Stored items:
*** Block opens ***
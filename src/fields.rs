//! The signed document carried inside a token.

use base64::Engine;
use base64::engine::general_purpose::STANDARD;
use serde::{Deserialize, Serialize};

use crate::authenticator::{MessageAuthenticator, SignedContent};
use crate::error::SigError;

/// Document format version written to `TLS.ver`.
pub const TOKEN_VERSION: &str = "2.0";

/// Fields of a token document.
///
/// Serialized as a JSON object with `TLS.`-prefixed keys, in declaration
/// order. Decoding ignores unknown keys. `TLS.sig` may be absent, in which
/// case `sig` is empty and verification reports the missing signature.
#[derive(Debug, Clone, PartialEq, Eq, Serialize, Deserialize)]
pub struct TokenFields {
    /// Document version
    #[serde(rename = "TLS.ver")]
    pub version: String,
    /// Account identifier
    #[serde(rename = "TLS.identifier")]
    pub identifier: String,
    /// Application id
    #[serde(rename = "TLS.sdkappid")]
    pub sdkappid: u64,
    /// Lifetime in seconds
    #[serde(rename = "TLS.expire")]
    pub expire: u64,
    /// Issue time, unix seconds
    #[serde(rename = "TLS.time")]
    pub time: u64,
    /// Base64 (standard alphabet) privilege record
    #[serde(
        rename = "TLS.userbuf",
        default,
        skip_serializing_if = "Option::is_none"
    )]
    pub userbuf: Option<String>,
    /// Base64 (standard alphabet) HMAC-SHA256 signature
    #[serde(rename = "TLS.sig", default)]
    pub sig: String,
}

impl TokenFields {
    /// Builds and signs a document.
    ///
    /// `userbuf` is the raw privilege record; it is Base64-encoded into
    /// `TLS.userbuf` and covered by the signature.
    ///
    /// # Errors
    ///
    /// Returns `SigError::Signing` if the signature cannot be computed.
    pub fn signed(
        auth: &MessageAuthenticator<'_>,
        identifier: impl Into<String>,
        sdkappid: u64,
        expire: u64,
        time: u64,
        userbuf: Option<&[u8]>,
    ) -> Result<Self, SigError> {
        let mut fields = Self {
            version: TOKEN_VERSION.to_string(),
            identifier: identifier.into(),
            sdkappid,
            expire,
            time,
            userbuf: userbuf.map(|buf| STANDARD.encode(buf)),
            sig: String::new(),
        };
        fields.sig = auth.sign(&fields.signed_content())?;

        Ok(fields)
    }

    /// Returns the content the signature covers.
    #[must_use]
    pub fn signed_content(&self) -> SignedContent<'_> {
        SignedContent {
            identifier: &self.identifier,
            sdkappid: self.sdkappid,
            time: self.time,
            expire: self.expire,
            userbuf: self.userbuf.as_deref(),
        }
    }

    /// Returns the unix time after which the token is expired, saturating at
    /// `u64::MAX`.
    #[must_use]
    pub const fn expires_at(&self) -> u64 {
        self.time.saturating_add(self.expire)
    }
}

#[cfg(test)]
mod tests {
    use super::*;
    use crate::keys::SecretKey;

    fn sample(userbuf: Option<&[u8]>) -> TokenFields {
        let key = SecretKey::from("k");
        let auth = MessageAuthenticator::new(&key);
        TokenFields::signed(&auth, "alice", 1_400_000_000, 3600, 1_700_000_000, userbuf).unwrap()
    }

    #[test]
    fn json_uses_tls_keys_in_order() {
        let json = serde_json::to_string(&sample(None)).unwrap();

        let ver = json.find("\"TLS.ver\":\"2.0\"").unwrap();
        let id = json.find("\"TLS.identifier\":\"alice\"").unwrap();
        let app = json.find("\"TLS.sdkappid\":1400000000").unwrap();
        let expire = json.find("\"TLS.expire\":3600").unwrap();
        let time = json.find("\"TLS.time\":1700000000").unwrap();
        let sig = json.find("\"TLS.sig\":").unwrap();

        assert!(ver < id && id < app && app < expire && expire < time && time < sig);
        assert!(!json.contains("TLS.userbuf"));
    }

    #[test]
    fn userbuf_is_base64_encoded() {
        let fields = sample(Some(&[0, 1, 2]));
        assert_eq!(fields.userbuf.as_deref(), Some("AAEC"));
    }

    #[test]
    fn signature_covers_userbuf() {
        assert_ne!(sample(None).sig, sample(Some(&[0])).sig);
    }

    #[test]
    fn missing_sig_decodes_as_empty() {
        let json = r#"{"TLS.ver":"2.0","TLS.identifier":"a","TLS.sdkappid":1,"TLS.expire":1,"TLS.time":1}"#;
        let fields: TokenFields = serde_json::from_str(json).unwrap();

        assert!(fields.sig.is_empty());
        assert!(fields.userbuf.is_none());
    }

    #[test]
    fn missing_required_key_fails() {
        let json = r#"{"TLS.ver":"2.0","TLS.sdkappid":1,"TLS.expire":1,"TLS.time":1,"TLS.sig":"x"}"#;
        assert!(serde_json::from_str::<TokenFields>(json).is_err());
    }

    #[test]
    fn expires_at_saturates() {
        let mut fields = sample(None);
        assert_eq!(fields.expires_at(), 1_700_003_600);

        fields.expire = u64::MAX;
        assert_eq!(fields.expires_at(), u64::MAX);
    }
}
*** Block closes ***
**Task instructions**
Extract the complete data, matching each line exactly.

**Response to the task**
filename src/fields.rs
//! The signed document carried inside a token.

use base64::Engine;
use base64::engine::general_purpose::STANDARD;
use serde::{Deserialize, Serialize};

use crate::authenticator::{MessageAuthenticator, SignedContent};
use crate::error::SigError;

/// Document format version written to `TLS.ver`.
pub const TOKEN_VERSION: &str = "2.0";

/// Fields of a token document.
///
/// Serialized as a JSON object with `TLS.`-prefixed keys, in declaration
/// order. Decoding ignores unknown keys. `TLS.sig` may be absent, in which
/// case `sig` is empty and verification reports the missing signature.
#[derive(Debug, Clone, PartialEq, Eq, Serialize, Deserialize)]
pub struct TokenFields {
    /// Document version
    #[serde(rename = "TLS.ver")]
    pub version: String,
    /// Account identifier
    #[serde(rename = "TLS.identifier")]
    pub identifier: String,
    /// Application id
    #[serde(rename = "TLS.sdkappid")]
    pub sdkappid: u64,
    /// Lifetime in seconds
    #[serde(rename = "TLS.expire")]
    pub expire: u64,
    /// Issue time, unix seconds
    #[serde(rename = "TLS.time")]
    pub time: u64,
    /// Base64 (standard alphabet) privilege record
    #[serde(
        rename = "TLS.userbuf",
        default,
        skip_serializing_if = "Option::is_none"
    )]
    pub userbuf: Option<String>,
    /// Base64 (standard alphabet) HMAC-SHA256 signature
    #[serde(rename = "TLS.sig", default)]
    pub sig: String,
}

impl TokenFields {
    /// Builds and signs a document.
    ///
    /// `userbuf` is the raw privilege record; it is Base64-encoded into
    /// `TLS.userbuf` and covered by the signature.
    ///
    /// # Errors
    ///
    /// Returns `SigError::Signing` if the signature cannot be computed.
    pub fn signed(
        auth: &MessageAuthenticator<'_>,
        identifier: impl Into<String>,
        sdkappid: u64,
        expire: u64,
        time: u64,
        userbuf: Option<&[u8]>,
    ) -> Result<Self, SigError> {
        let mut fields = Self {
            version: TOKEN_VERSION.to_string(),
            identifier: identifier.into(),
            sdkappid,
            expire,
            time,
            userbuf: userbuf.map(|buf| STANDARD.encode(buf)),
            sig: String::new(),
        };
        fields.sig = auth.sign(&fields.signed_content())?;

        Ok(fields)
    }

    /// Returns the content the signature covers.
    #[must_use]
    pub fn signed_content(&self) -> SignedContent<'_> {
        SignedContent {
            identifier: &self.identifier,
            sdkappid: self.sdkappid,
            time: self.time,
            expire: self.expire,
            userbuf: self.userbuf.as_deref(),
        }
    }

    /// Returns the unix time after which the token is expired, saturating at
    /// `u64::MAX`.
    #[must_use]
    pub const fn expires_at(&self) -> u64 {
        self.time.saturating_add(self.expire)
    }
}

#[cfg(test)]
mod tests {
    use super::*;
    use crate::keys::SecretKey;

    fn sample(userbuf: Option<&[u8]>) -> TokenFields {
        let key = SecretKey::from("k");
        let auth = MessageAuthenticator::new(&key);
        TokenFields::signed(&auth, "alice", 1_400_000_000, 3600, 1_700_000_000, userbuf).unwrap()
    }

    #[test]
    fn json_uses_tls_keys_in_order() {
        let json = serde_json::to_string(&sample(None)).unwrap();

        let ver = json.find("\"TLS.ver\":\"2.0\"").unwrap();
        let id = json.find("\"TLS.identifier\":\"alice\"").unwrap();
        let app = json.find("\"TLS.sdkappid\":1400000000").unwrap();
        let expire = json.find("\"TLS.expire\":3600").unwrap();
        let time = json.find("\"TLS.time\":1700000000").unwrap();
        let sig = json.find("\"TLS.sig\":").unwrap();

        assert!(ver < id && id < app && app < expire && expire < time && time < sig);
        assert!(!json.contains("TLS.userbuf"));
    }

    #[test]
    fn userbuf_is_base64_encoded() {
        let fields = sample(Some(&[0, 1, 2]));
        assert_eq!(fields.userbuf.as_deref(), Some("AAEC"));
    }

    #[test]
    fn signature_covers_userbuf() {
        assert_ne!(sample(None).sig, sample(Some(&[0])).sig);
    }

    #[test]
    fn missing_sig_decodes_as_empty() {
        let json = r#"{"TLS.ver":"2.0","TLS.identifier":"a","TLS.sdkappid":1,"TLS.expire":1,"TLS.time":1}"#;
        let fields: TokenFields = serde_json::from_str(json).unwrap();

        assert!(fields.sig.is_empty());
        assert!(fields.userbuf.is_none());
    }

    #[test]
    fn missing_required_key_fails() {
        let json = r#"{"TLS.ver":"2.0","TLS.sdkappid":1,"TLS.expire":1,"TLS.time":1,"TLS.sig":"x"}"#;
        assert!(serde_json::from_str::<TokenFields>(json).is_err());
    }

    #[test]
    fn expires_at_saturates() {
        let mut fields = sample(None);
        assert_eq!(fields.expires_at(), 1_700_003_600);

        fields.expire = u64::MAX;
        assert_eq!(fields.expires_at(), u64::MAX);
    }
}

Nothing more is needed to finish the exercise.